-- Stored data --
━━━━━━━━━━━━━━━━━━━━━━━━━━━━━━

use std::path::{Path, PathBuf};
use std::process::Command;

use reqwest::blocking::Client;
use reqwest::header::{ACCEPT, HeaderMap, HeaderValue, USER_AGENT};
use serde_json::Value;

use crate::config::HttpSettings;
use crate::error::AnnotatorError;

/// Outbound JSON GETs made by http and rest-versioned tasks.
pub trait HttpFetcher: Send + Sync {
    fn get_json(&self, url: &str) -> Result<Value, AnnotatorError>;
}

/// Runs external programs for subprocess datasets and returns stdout.
pub trait CommandRunner: Send + Sync {
    fn run(&self, program: &str, args: &[String]) -> Result<String, AnnotatorError>;
}

#[derive(Clone)]
pub struct ReqwestFetcher {
    client: Client,
}

impl ReqwestFetcher {
    pub fn new(settings: &HttpSettings) -> Result<Self, AnnotatorError> {
        let mut headers = HeaderMap::new();
        headers.insert(
            USER_AGENT,
            HeaderValue::from_str(&settings.user_agent)
                .map_err(|err| AnnotatorError::Http(err.to_string()))?,
        );
        headers.insert(ACCEPT, HeaderValue::from_static("application/json"));

        // The blocking client defaults to a 30s timeout; `None` disables it.
        let client = Client::builder()
            .default_headers(headers)
            .timeout(settings.timeout)
            .build()
            .map_err(|err| AnnotatorError::Http(err.to_string()))?;
        Ok(Self { client })
    }
}

impl HttpFetcher for ReqwestFetcher {
    fn get_json(&self, url: &str) -> Result<Value, AnnotatorError> {
        let response = self
            .client
            .get(url)
            .send()
            .map_err(|err| AnnotatorError::Http(err.to_string()))?;
        if !response.status().is_success() {
            let status = response.status().as_u16();
            let message = response
                .text()
                .unwrap_or_else(|_| "annotation request failed".to_string());
            return Err(AnnotatorError::HttpStatus { status, message });
        }
        response
            .json()
            .map_err(|err| AnnotatorError::Json(err.to_string()))
    }
}

#[derive(Debug, Clone, Default)]
pub struct SystemCommandRunner {
    cwd: Option<PathBuf>,
}

impl SystemCommandRunner {
    pub fn new() -> Self {
        Self::default()
    }

    pub fn with_cwd(cwd: impl Into<PathBuf>) -> Self {
        Self {
            cwd: Some(cwd.into()),
        }
    }

    fn cwd(&self) -> Option<&Path> {
        self.cwd.as_deref()
    }
}

impl CommandRunner for SystemCommandRunner {
    fn run(&self, program: &str, args: &[String]) -> Result<String, AnnotatorError> {
        let mut cmd = Command::new(program);
        cmd.args(args);
        if let Some(dir) = self.cwd() {
            cmd.current_dir(dir);
        }
        let output = cmd
            .output()
            .map_err(|err| AnnotatorError::Command(format!("{program}: {err}")))?;
        if output.status.success() {
            return Ok(String::from_utf8_lossy(&output.stdout).into_owned());
        }
        let stderr = String::from_utf8_lossy(&output.stderr).trim().to_string();
        let message = if stderr.is_empty() {
            format!("{program} exited with {}", output.status)
        } else {
            stderr
        };
        Err(AnnotatorError::Command(message))
    }
}
//! The annotation control loop.
//!
//! One coordinating thread owns every piece of scheduling state: the version
//! cache, the in-flight count and the units sleeping off a retry delay.
//! Blocking `annotate` calls run on the [`WorkerPool`]; their results come
//! back over a channel and are extracted and persisted here. The loop blocks
//! in `select!` on three events (a queued unit, a completed task, the next
//! delayed unit falling due) and ends once all three sources are empty.

use std::sync::Arc;
use std::time::{Duration, Instant};

use crossbeam_channel::{Receiver, at, never, select};
use serde::Serialize;
use tracing::{debug, error, info, warn};

use crate::client::{CommandRunner, HttpFetcher};
use crate::config::SchedulerSettings;
use crate::domain::TRANSCRIPT_ID_DATASET;
use crate::error::AnnotatorError;
use crate::pool::{Completion, WorkerPool};
use crate::queue::AnnotationQueue;
use crate::store::{GenomicUnitStore, ManifestStore};
use crate::task::{AnnotationTask, TaskContext};
use crate::unit::AnnotationUnit;
use crate::version::{VersionCache, VersionKey, VersionResolution};

/// Tally of one drain run.
#[derive(Debug, Clone, Default, PartialEq, Eq, Serialize)]
pub struct DrainReport {
    /// Units popped from the queue, counting every re-queue.
    pub passes: usize,
    pub version_tasks: usize,
    pub annotation_tasks: usize,
    pub persisted: usize,
    pub entries_written: usize,
    pub already_annotated: usize,
    pub delayed: usize,
    pub canceled: usize,
    pub failed: usize,
}

pub struct Orchestrator<H, C> {
    ctx: Arc<TaskContext<H, C>>,
    settings: SchedulerSettings,
}

impl<H, C> Orchestrator<H, C>
where
    H: HttpFetcher + 'static,
    C: CommandRunner + 'static,
{
    pub fn new(ctx: TaskContext<H, C>, settings: SchedulerSettings) -> Self {
        Self {
            ctx: Arc::new(ctx),
            settings,
        }
    }

    /// Runs the queue to exhaustion, blocking the calling thread. Failures of
    /// individual units are logged and counted, never returned.
    pub fn drain(
        &self,
        queue: &AnnotationQueue,
        genomic_units: &dyn GenomicUnitStore,
        manifests: &dyn ManifestStore,
    ) -> Result<DrainReport, AnnotatorError> {
        let (pool, completions) = WorkerPool::spawn(self.settings.workers, Arc::clone(&self.ctx))?;
        let started = Instant::now();
        let mut run = DrainRun {
            queue,
            genomic_units,
            manifests,
            settings: &self.settings,
            pool: &pool,
            versions: VersionCache::new(),
            delayed: Vec::new(),
            in_flight: 0,
            report: DrainReport::default(),
        };
        run.run(&completions);
        let report = run.report;
        pool.shutdown();

        info!(
            elapsed_ms = started.elapsed().as_millis() as u64,
            persisted = report.persisted,
            entries = report.entries_written,
            already_annotated = report.already_annotated,
            canceled = report.canceled,
            failed = report.failed,
            "annotation queue drained"
        );
        Ok(report)
    }
}

struct DrainRun<'a> {
    queue: &'a AnnotationQueue,
    genomic_units: &'a dyn GenomicUnitStore,
    manifests: &'a dyn ManifestStore,
    settings: &'a SchedulerSettings,
    pool: &'a WorkerPool,
    versions: VersionCache,
    delayed: Vec<(Instant, AnnotationUnit)>,
    in_flight: usize,
    report: DrainReport,
}

impl DrainRun<'_> {
    fn run(&mut self, completions: &Receiver<Completion>) {
        let queue = self.queue;
        loop {
            while let Ok(completion) = completions.try_recv() {
                self.complete(completion);
            }
            self.release_due();

            if queue.is_empty() && self.in_flight == 0 && self.delayed.is_empty() {
                break;
            }

            let wake = match self.next_due() {
                Some(deadline) => at(deadline),
                None => never(),
            };
            select! {
                recv(queue.receiver()) -> unit => {
                    if let Ok(unit) = unit {
                        self.process(unit);
                    }
                }
                recv(completions) -> completion => {
                    if let Ok(completion) = completion {
                        self.complete(completion);
                    }
                }
                recv(wake) -> _ => {}
            }
        }
    }

    fn process(&mut self, mut unit: AnnotationUnit) {
        self.report.passes += 1;

        if !unit.version_exists() {
            self.resolve_version(unit);
            return;
        }

        match self.already_annotated(&unit) {
            Ok(true) => {
                info!(unit = %unit, "annotation exists, skipping");
                self.report.already_annotated += 1;
                return;
            }
            Ok(false) => {}
            Err(err) => {
                error!(unit = %unit, error = %err, "failed to look up existing annotation");
                self.report.failed += 1;
                return;
            }
        }

        if unit.has_dependencies() || unit.needs_transcript_provisioning() {
            if let Err(err) = self.resolve_conditions(&mut unit) {
                error!(unit = %unit, error = %err, "failed to resolve dependencies");
                self.report.failed += 1;
                return;
            }
        }

        if !unit.ready_to_annotate() {
            let missing = unit.missing_conditions().join(", ");
            if unit.advance_retry_and_check() {
                info!(
                    unit = %unit,
                    attempt = unit.retries(),
                    missing = %missing,
                    "delaying annotation"
                );
                self.report.delayed += 1;
                self.delay(unit);
            } else {
                warn!(
                    unit = %unit,
                    attempt = unit.retries(),
                    missing = %missing,
                    "canceling annotation, conditions never met"
                );
                self.report.canceled += 1;
            }
            return;
        }

        self.report.annotation_tasks += 1;
        self.dispatch(AnnotationTask::for_unit(unit));
    }

    fn resolve_version(&mut self, unit: AnnotationUnit) {
        match self.versions.resolve(unit) {
            VersionResolution::Fetch(unit) => {
                self.report.version_tasks += 1;
                self.dispatch(AnnotationTask::version_for(unit));
            }
            VersionResolution::Cached(unit) => self.queue.put(unit),
            VersionResolution::Waiting => {}
            VersionResolution::Unavailable(unit) => {
                warn!(unit = %unit, "canceling annotation, version unavailable");
                self.report.canceled += 1;
            }
        }
    }

    /// Already stored at the unit's version. Records the manifest pin when
    /// this analysis does not hold it yet.
    fn already_annotated(&self, unit: &AnnotationUnit) -> Result<bool, AnnotatorError> {
        let current = unit.manifest_entry();
        if !self
            .genomic_units
            .annotation_exists(unit.genomic_unit(), unit.data_set(), &current)?
        {
            return Ok(false);
        }
        let pinned = self.manifests.pinned(unit.analysis_name(), unit.data_set())?;
        if pinned.as_ref() != Some(&current) {
            self.manifests
                .record(unit.analysis_name(), unit.data_set(), &current)?;
        }
        Ok(true)
    }

    /// Fills missing dependency values and the transcript flag from what the
    /// analysis has already persisted.
    fn resolve_conditions(&self, unit: &mut AnnotationUnit) -> Result<(), AnnotatorError> {
        let missing: Vec<String> = unit
            .missing_dependencies()
            .into_iter()
            .map(str::to_string)
            .collect();
        for dependency in missing {
            let Some(pinned) = self.manifests.pinned(unit.analysis_name(), &dependency)? else {
                continue;
            };
            if let Some(value) =
                self.genomic_units
                    .find_annotation_value(unit.genomic_unit(), &dependency, &pinned)?
            {
                debug!(unit = %unit, dependency = %dependency, "dependency resolved");
                unit.set_dependency_value(dependency, value);
            }
        }

        if unit.needs_transcript_provisioning() && !unit.transcript_provisioned() {
            if let Some(pinned) = self
                .manifests
                .pinned(unit.analysis_name(), TRANSCRIPT_ID_DATASET)?
            {
                let provisioned = self.genomic_units.annotation_exists(
                    unit.genomic_unit(),
                    TRANSCRIPT_ID_DATASET,
                    &pinned,
                )?;
                unit.set_transcript_provisioned(provisioned);
            }
        }
        Ok(())
    }

    fn delay(&mut self, unit: AnnotationUnit) {
        let delay = self.settings.retry_delay_for(unit.retries());
        if delay == Duration::ZERO {
            self.queue.put(unit);
        } else {
            self.delayed.push((Instant::now() + delay, unit));
        }
    }

    fn next_due(&self) -> Option<Instant> {
        self.delayed.iter().map(|(due, _)| *due).min()
    }

    /// Moves delayed units whose back-off has elapsed to the back of the queue,
    /// in the order they were delayed.
    fn release_due(&mut self) {
        if self.delayed.is_empty() {
            return;
        }
        let now = Instant::now();
        let (due, waiting): (Vec<_>, Vec<_>) = std::mem::take(&mut self.delayed)
            .into_iter()
            .partition(|(deadline, _)| *deadline <= now);
        self.delayed = waiting;
        for (_, unit) in due {
            self.queue.put(unit);
        }
    }

    fn dispatch(&mut self, task: AnnotationTask) {
        debug!(task = %task, "dispatching");
        match self.pool.submit(task) {
            Ok(()) => self.in_flight += 1,
            Err(task) => {
                error!(task = %task, "worker pool closed, dropping task");
                self.report.failed += 1;
            }
        }
    }

    fn complete(&mut self, completion: Completion) {
        self.in_flight -= 1;
        let Completion { task, result } = completion;
        match task {
            AnnotationTask::Version(version_task) => {
                let key = VersionKey::for_unit(version_task.unit());
                match result.and_then(|raw| version_task.extract_version(&raw)) {
                    Ok(version) => {
                        info!(key = %key, version = %version, "version resolved");
                        for waiting in self.versions.complete(&key, &version) {
                            self.queue.put(waiting);
                        }
                        let mut unit = version_task.into_unit();
                        unit.set_version(version);
                        self.queue.put(unit);
                    }
                    Err(err) => {
                        error!(
                            unit = %version_task.unit(),
                            key = %key,
                            task = "version",
                            error = %err,
                            "version task failed"
                        );
                        self.report.failed += 1;
                        for waiting in self.versions.fail(&key) {
                            warn!(unit = %waiting, "canceling annotation, version unavailable");
                            self.report.canceled += 1;
                        }
                    }
                }
            }
            task => match result {
                Ok(raw) => self.persist(&task, &raw),
                Err(err) => {
                    error!(
                        unit = %task.unit(),
                        data_set = %task.unit().data_set(),
                        task = %task.kind(),
                        error = %err,
                        "annotation task failed"
                    );
                    self.report.failed += 1;
                }
            },
        }
    }

    fn persist(&mut self, task: &AnnotationTask, raw: &serde_json::Value) {
        let unit = task.unit();
        let entries = task.extract(raw);
        if entries.is_empty() {
            info!(unit = %unit, task = %task.kind(), "no annotations extracted");
            return;
        }

        if let Err(err) = self.genomic_units.annotate_all(unit.genomic_unit(), &entries) {
            error!(
                unit = %unit,
                task = %task.kind(),
                error = %err,
                "failed to persist annotations"
            );
            self.report.failed += 1;
            return;
        }
        self.report.entries_written += entries.len();

        if let Err(err) =
            self.manifests
                .record(unit.analysis_name(), unit.data_set(), &unit.manifest_entry())
        {
            error!(unit = %unit, error = %err, "failed to record manifest");
            self.report.failed += 1;
            return;
        }

        info!(unit = %unit, entries = entries.len(), "annotation persisted");
        self.report.persisted += 1;
    }
}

━━━━━━━━━━━━━━━━━━━━━━━━━━━━━━

-- Exercise requirements --
Tally the lines of the records that hold the word "three" and output only the total.

-- Result of this exercise --
2